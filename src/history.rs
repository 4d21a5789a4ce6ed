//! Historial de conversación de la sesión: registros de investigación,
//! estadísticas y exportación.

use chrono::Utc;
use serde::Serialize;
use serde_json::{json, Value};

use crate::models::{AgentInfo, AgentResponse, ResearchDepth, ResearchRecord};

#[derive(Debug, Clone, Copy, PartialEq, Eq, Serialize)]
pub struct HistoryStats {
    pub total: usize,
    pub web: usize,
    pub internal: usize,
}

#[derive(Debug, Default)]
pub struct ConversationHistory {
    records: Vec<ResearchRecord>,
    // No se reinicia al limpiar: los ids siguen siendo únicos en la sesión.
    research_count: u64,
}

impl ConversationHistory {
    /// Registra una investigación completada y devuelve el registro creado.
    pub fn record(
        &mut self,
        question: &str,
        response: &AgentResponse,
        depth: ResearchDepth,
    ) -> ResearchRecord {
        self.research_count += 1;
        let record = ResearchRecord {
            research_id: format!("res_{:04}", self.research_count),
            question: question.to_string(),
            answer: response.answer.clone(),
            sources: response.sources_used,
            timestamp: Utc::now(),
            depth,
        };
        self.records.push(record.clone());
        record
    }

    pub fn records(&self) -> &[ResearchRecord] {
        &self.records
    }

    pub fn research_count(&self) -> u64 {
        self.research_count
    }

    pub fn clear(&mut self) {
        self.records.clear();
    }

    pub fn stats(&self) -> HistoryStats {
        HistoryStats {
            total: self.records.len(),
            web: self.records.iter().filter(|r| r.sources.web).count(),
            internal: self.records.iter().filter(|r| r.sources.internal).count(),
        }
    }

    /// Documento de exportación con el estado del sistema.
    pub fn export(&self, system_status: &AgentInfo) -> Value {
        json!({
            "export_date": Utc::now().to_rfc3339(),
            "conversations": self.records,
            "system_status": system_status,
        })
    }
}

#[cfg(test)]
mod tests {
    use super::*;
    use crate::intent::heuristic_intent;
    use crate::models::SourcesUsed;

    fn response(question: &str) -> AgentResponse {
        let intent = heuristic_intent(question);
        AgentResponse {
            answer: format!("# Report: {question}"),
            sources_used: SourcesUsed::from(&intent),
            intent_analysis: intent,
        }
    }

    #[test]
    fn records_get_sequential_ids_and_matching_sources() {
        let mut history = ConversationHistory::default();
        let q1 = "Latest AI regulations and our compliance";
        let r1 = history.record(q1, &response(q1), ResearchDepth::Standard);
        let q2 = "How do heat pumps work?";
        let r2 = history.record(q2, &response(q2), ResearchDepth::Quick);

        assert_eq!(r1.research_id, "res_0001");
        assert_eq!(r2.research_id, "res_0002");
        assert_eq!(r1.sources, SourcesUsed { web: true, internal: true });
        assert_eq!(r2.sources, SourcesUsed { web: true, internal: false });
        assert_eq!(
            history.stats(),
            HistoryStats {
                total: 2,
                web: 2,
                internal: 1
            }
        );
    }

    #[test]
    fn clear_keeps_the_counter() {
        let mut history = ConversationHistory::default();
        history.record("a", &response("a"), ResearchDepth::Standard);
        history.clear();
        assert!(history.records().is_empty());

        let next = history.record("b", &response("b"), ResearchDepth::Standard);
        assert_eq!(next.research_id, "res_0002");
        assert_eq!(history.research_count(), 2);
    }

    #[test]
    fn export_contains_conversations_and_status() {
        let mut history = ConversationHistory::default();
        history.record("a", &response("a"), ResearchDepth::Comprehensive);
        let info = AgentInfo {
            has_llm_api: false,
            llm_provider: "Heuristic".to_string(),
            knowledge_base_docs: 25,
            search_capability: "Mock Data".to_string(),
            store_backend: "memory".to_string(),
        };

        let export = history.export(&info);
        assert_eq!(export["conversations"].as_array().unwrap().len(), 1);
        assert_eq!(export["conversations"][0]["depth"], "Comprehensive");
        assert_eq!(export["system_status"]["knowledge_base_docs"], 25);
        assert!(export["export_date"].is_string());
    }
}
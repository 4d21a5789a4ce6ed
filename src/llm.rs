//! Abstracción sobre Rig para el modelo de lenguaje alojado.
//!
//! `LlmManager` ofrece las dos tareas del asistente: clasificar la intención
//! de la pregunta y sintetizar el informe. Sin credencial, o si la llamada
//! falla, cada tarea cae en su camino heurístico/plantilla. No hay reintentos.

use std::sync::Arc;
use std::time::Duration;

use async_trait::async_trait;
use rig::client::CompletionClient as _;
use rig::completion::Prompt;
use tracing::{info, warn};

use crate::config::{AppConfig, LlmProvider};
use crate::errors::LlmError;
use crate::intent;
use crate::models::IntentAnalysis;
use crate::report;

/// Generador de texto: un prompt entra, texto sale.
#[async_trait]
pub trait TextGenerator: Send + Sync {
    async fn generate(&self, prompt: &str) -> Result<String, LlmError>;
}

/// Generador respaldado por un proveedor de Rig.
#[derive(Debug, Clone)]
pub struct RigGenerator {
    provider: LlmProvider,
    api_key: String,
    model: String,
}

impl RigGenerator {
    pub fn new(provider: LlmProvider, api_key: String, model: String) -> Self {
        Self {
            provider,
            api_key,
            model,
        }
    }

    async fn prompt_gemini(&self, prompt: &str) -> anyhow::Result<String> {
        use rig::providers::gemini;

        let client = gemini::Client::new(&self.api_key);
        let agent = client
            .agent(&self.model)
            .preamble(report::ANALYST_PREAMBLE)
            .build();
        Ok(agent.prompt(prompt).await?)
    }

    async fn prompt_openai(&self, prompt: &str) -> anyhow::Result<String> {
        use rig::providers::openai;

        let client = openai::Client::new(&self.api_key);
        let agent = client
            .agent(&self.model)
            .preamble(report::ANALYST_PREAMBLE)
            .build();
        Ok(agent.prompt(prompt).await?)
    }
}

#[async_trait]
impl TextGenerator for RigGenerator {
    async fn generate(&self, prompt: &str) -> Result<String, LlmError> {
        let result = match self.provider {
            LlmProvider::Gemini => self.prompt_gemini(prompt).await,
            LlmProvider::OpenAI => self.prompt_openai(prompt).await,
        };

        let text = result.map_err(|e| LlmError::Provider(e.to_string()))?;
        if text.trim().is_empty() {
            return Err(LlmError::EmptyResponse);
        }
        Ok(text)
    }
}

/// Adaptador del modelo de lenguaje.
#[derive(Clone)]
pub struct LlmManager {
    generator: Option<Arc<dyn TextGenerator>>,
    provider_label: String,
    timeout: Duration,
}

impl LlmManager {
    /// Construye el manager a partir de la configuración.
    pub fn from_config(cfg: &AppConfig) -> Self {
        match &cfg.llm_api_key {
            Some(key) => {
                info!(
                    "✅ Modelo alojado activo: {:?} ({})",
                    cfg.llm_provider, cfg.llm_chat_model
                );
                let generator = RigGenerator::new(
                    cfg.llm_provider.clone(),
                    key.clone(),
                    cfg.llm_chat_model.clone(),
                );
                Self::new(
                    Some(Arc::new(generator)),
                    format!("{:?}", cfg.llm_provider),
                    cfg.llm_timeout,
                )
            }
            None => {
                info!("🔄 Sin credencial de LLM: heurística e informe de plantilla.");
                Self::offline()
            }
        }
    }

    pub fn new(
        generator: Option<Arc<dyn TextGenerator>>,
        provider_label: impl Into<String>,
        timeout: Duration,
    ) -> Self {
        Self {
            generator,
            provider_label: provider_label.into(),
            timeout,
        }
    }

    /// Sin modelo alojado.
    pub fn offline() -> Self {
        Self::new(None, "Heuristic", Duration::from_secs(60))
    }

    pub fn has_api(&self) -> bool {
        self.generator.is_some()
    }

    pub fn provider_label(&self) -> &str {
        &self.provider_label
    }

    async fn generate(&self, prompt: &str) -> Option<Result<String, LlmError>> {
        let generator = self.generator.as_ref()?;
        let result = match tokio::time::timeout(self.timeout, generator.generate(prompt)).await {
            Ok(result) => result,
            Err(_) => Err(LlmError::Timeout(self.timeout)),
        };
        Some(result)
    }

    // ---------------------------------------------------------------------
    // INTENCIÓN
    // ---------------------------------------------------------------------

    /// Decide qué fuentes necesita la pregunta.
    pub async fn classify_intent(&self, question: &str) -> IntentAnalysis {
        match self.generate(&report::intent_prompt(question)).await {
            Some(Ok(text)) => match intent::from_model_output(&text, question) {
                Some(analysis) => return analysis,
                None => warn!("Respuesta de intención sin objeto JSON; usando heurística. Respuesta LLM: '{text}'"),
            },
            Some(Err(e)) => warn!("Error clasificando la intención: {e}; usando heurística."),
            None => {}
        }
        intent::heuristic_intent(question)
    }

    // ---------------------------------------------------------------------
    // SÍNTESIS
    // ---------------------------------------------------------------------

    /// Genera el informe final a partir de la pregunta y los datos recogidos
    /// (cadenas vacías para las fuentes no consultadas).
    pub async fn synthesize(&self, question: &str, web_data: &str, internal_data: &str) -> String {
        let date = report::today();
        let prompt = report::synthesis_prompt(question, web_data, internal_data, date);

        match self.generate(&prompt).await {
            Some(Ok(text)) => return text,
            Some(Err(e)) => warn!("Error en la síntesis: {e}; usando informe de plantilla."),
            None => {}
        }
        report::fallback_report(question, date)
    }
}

◆ Task goal ◆
Read each line of the material, and wherever the word "sesión" turns up, copy that line.

◆ Exercise output ◆
//! Historial de conversación de la sesión: registros de investigación,
    // No se reinicia al limpiar: los ids siguen siendo únicos en la sesión.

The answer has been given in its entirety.